Harmony Search (HS) is a meta-heuristic algorithm inspired in the improvisation process of music players, since they often improvise the pitches of their instruments searching for a perfect state of harmony (Music-Inspired Harmon...). The main idea is to use a similar process to the one adopted by musicians when creating new songs, where each possible solution is modeled as a harmony (agent), and each musician corresponds to one decision variable.

In the context of HS, our search space \({\cal S}\) is called “Harmony Memory", since it comprises all possible solutions encoded on each agent. Harmony Search algorithm generates at each iteration a new agent \(\textbf{x}_{m+1}\) based on memory considerations, pitch adjustments, and randomization (music improvisation). Further, the new agent is evaluated in order to be accepted in the harmony memory: if \(\textbf{x}_{m+1}\) is better than the worst harmony, the latter is then replaced by the new agent. Roughly speaking, HS algorithm basically rules the process of creating and evaluating new harmonies until some convergence criterion is met.

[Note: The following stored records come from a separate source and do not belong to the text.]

//! `GET /ws` — the WebSocket upgrade endpoint every sink connects to.
//!
//! Mirrors the split-task shape of a typical Axum audio WebSocket
//! handler: one task drains the sink's outbound channel to the wire,
//! another reads inbound frames and drives the sync/ready handshake.
//! The two share the same outbound channel sender, so a `sync_response`
//! queued by the ingress task and a broadcast `audio_chunk` queued by the
//! capture loop both funnel through the one egress task in send order.

use std::sync::Arc;

use axum::extract::ws::{Message as WsMessage, WebSocket, WebSocketUpgrade};
use axum::extract::State;
use axum::response::IntoResponse;
use axum::routing::get;
use axum::Router;
use futures_util::{SinkExt, StreamExt};

use airsync_protocol::{decode, encode, ClientReady, Message};

use crate::scheduler::SourceScheduler;

pub fn router(scheduler: Arc<SourceScheduler>) -> Router {
    Router::new().route("/ws", get(upgrade)).with_state(scheduler)
}

async fn upgrade(ws: WebSocketUpgrade, State(scheduler): State<Arc<SourceScheduler>>) -> impl IntoResponse {
    ws.on_upgrade(move |socket| handle_connection(socket, scheduler))
}

async fn handle_connection(socket: WebSocket, scheduler: Arc<SourceScheduler>) {
    let (id, mut outbound_rx) = scheduler.register_sink().await;
    let (mut ws_sender, mut ws_receiver) = socket.split();

    if ws_sender.send(WsMessage::Binary(encode(&Message::ServerInfo(scheduler.server_info())).into())).await.is_err() {
        scheduler.unregister_sink(id).await;
        return;
    }

    let mut egress = tokio::spawn(async move {
        while let Some(bytes) = outbound_rx.recv().await {
            if ws_sender.send(WsMessage::Binary(bytes.into())).await.is_err() {
                break;
            }
        }
    });

    let ingress_scheduler = scheduler.clone();
    let mut ingress = tokio::spawn(async move {
        while let Some(frame) = ws_receiver.next().await {
            let data = match frame {
                Ok(WsMessage::Binary(data)) => data,
                Ok(WsMessage::Close(_)) | Err(_) => break,
                Ok(_) => continue,
            };
            let msg = match decode(&data) {
                Ok(msg) => msg,
                Err(e) => {
                    tracing::warn!(sink = %id, error = %e, "dropping malformed frame");
                    continue;
                }
            };
            match msg {
                Message::SyncRequest(req) => {
                    let resp = ingress_scheduler.build_sync_response(&req);
                    ingress_scheduler.send_to(id, &Message::SyncResponse(resp)).await;
                }
                Message::ClientReady(ClientReady { client_id }) => {
                    tracing::info!(sink = %id, client_id = %client_id, "sink ready");
                    ingress_scheduler.mark_ready(id, client_id).await;
                }
                other => {
                    tracing::warn!(sink = %id, tag = other.tag(), "unexpected message from sink");
                }
            }
        }
    });

    tokio::select! {
        _ = &mut egress => { ingress.abort(); }
        _ = &mut ingress => { egress.abort(); }
    }

    scheduler.unregister_sink(id).await;
    tracing::info!(sink = %id, "sink disconnected");
}
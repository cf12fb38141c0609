//! The six wire messages, one constructor per tag. Re-expressed from the
//! source project's own discriminated-tag design as a plain Rust sum
//! type — see [`crate::codec`] for how each variant maps onto the
//! MessagePack fixmap on the wire.

/// `server_info`: emitted once per sink, immediately on connect.
#[derive(Debug, Clone, Copy, PartialEq)]
pub struct ServerInfo {
    pub sample_rate: u32,
    pub channels: u32,
    pub bit_depth: u32,
    pub chunk_duration_ms: u32,
    pub server_start_time: f64,
}

/// `sync_request`: sink stamps `t1` and sends this immediately.
#[derive(Debug, Clone, Copy, PartialEq)]
pub struct SyncRequest {
    pub t1: f64,
}

/// `sync_response`: the source's reply, carrying the sink's own `t1`
/// back plus the two source-side timestamps needed to derive offset/RTT.
#[derive(Debug, Clone, Copy, PartialEq)]
pub struct SyncResponse {
    pub t1: f64,
    pub t2: f64,
    pub t3: f64,
}

/// `audio_chunk`: one PCM frame, stamped at enqueue.
#[derive(Debug, Clone, PartialEq)]
pub struct AudioChunkMsg {
    pub timestamp: f64,
    pub sequence: u32,
    pub data: Vec<u8>,
}

/// `client_ready`: sent once the sink's estimator has converged.
/// Idempotent — the source may see this more than once per session.
#[derive(Debug, Clone, PartialEq)]
pub struct ClientReady {
    pub client_id: String,
}

/// `error`: either side may send this; it carries no recovery semantics
/// of its own beyond surfacing `message` to the peer's log.
#[derive(Debug, Clone, PartialEq)]
pub struct ErrorMsg {
    pub message: String,
}

/// Top-level message envelope. One constructor per tag in the wire
/// protocol table.
#[derive(Debug, Clone, PartialEq)]
pub enum Message {
    ServerInfo(ServerInfo),
    SyncRequest(SyncRequest),
    SyncResponse(SyncResponse),
    AudioChunk(AudioChunkMsg),
    ClientReady(ClientReady),
    Error(ErrorMsg),
}

impl Message {
    /// The tag string written as the `"type"` key on the wire.
    pub fn tag(&self) -> &'static str {
        match self {
            Message::ServerInfo(_) => "server_info",
            Message::SyncRequest(_) => "sync_request",
            Message::SyncResponse(_) => "sync_response",
            Message::AudioChunk(_) => "audio_chunk",
            Message::ClientReady(_) => "client_ready",
            Message::Error(_) => "error",
        }
    }
}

The memory consideration step concerns with modeling the process of creating songs, in which the musician can use his/her memories of good musical notes to create a new song. This process is modeled by the Harmony Memory Considering Rate (\(HMCR\)) parameter, which is the probability of choosing one value from the historic values stored in the harmony memory, being \((1-HMCR)\) the probability of randomly choosing one feasible value, as follows:

\[\begin{aligned} \label{e.hmcr} \hat{x}_{m+1,j} & = & \left\{ \begin{array}{ll} x_{A,j} & \mbox{ with probability $HMCR$} \\ \theta \in \bm{\Phi}_j & \mbox{ with probability (1-$HMCR$),} \end{array}\right.\end{aligned}\]

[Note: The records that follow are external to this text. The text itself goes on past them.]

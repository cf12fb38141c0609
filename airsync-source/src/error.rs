#[derive(Debug, thiserror::Error)]
pub enum SourceError {
    #[error("network error: {0}")]
    Io(#[from] std::io::Error),

    #[error("malformed message on the wire: {0}")]
    Protocol(#[from] airsync_protocol::MalformedMessage),

    #[error("capture source failed: {0}")]
    Capture(std::io::Error),

    #[error("expected {expected}, got {got} message")]
    UnexpectedMessage { expected: &'static str, got: &'static str },
}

where \(A\sim {\cal U}(1,2,\ldots,m)\), and \(\bm{\Phi}=\{\bm{\Phi}_1,\bm{\Phi}_2,\ldots,\bm{\Phi}_m\}\) stands for the set of feasible values for each decision variable.

Further, every component \(j\) of the new harmony vector \(\textbf{x}_{m+1}\) is examined to determine whether it should be pitch-adjusted or not, being such step controlled by the Pitch Adjusting Rate (PAR) variable, as follows:

\[\begin{aligned} \label{e.par} x_{m+1,j} & = & \left\{ \begin{array}{ll} x_{m+1,j}\pm \varphi_j \varrho & \mbox{ with probability $PAR$} \\ x_{m+1,j} & \mbox{ with probability (1-$PAR$).} \end{array}\right.\end{aligned}\]

The pitch adjustment is often used to improve solutions and to escape from local optima. This mechanism concerns shifting the neighboring values of some decision variable in the harmony, where \(\varrho\) is an arbitrary distance bandwidth, and \(\varphi_j\sim {\cal U}(0,1)\).

\label{ss.ihs}

The Improved Harmony Search (IHS) (Mahdavi 2007) differs from traditional HS by updating the \(PAR\) and \(\varrho\) values dynamically. The PAR updating formulation at time step \(t\) is given by:

\[\label{e.par_ihs} PAR^t = PAR_{min}+\frac{PAR_{max}-PAR_{min}}{T}t,\]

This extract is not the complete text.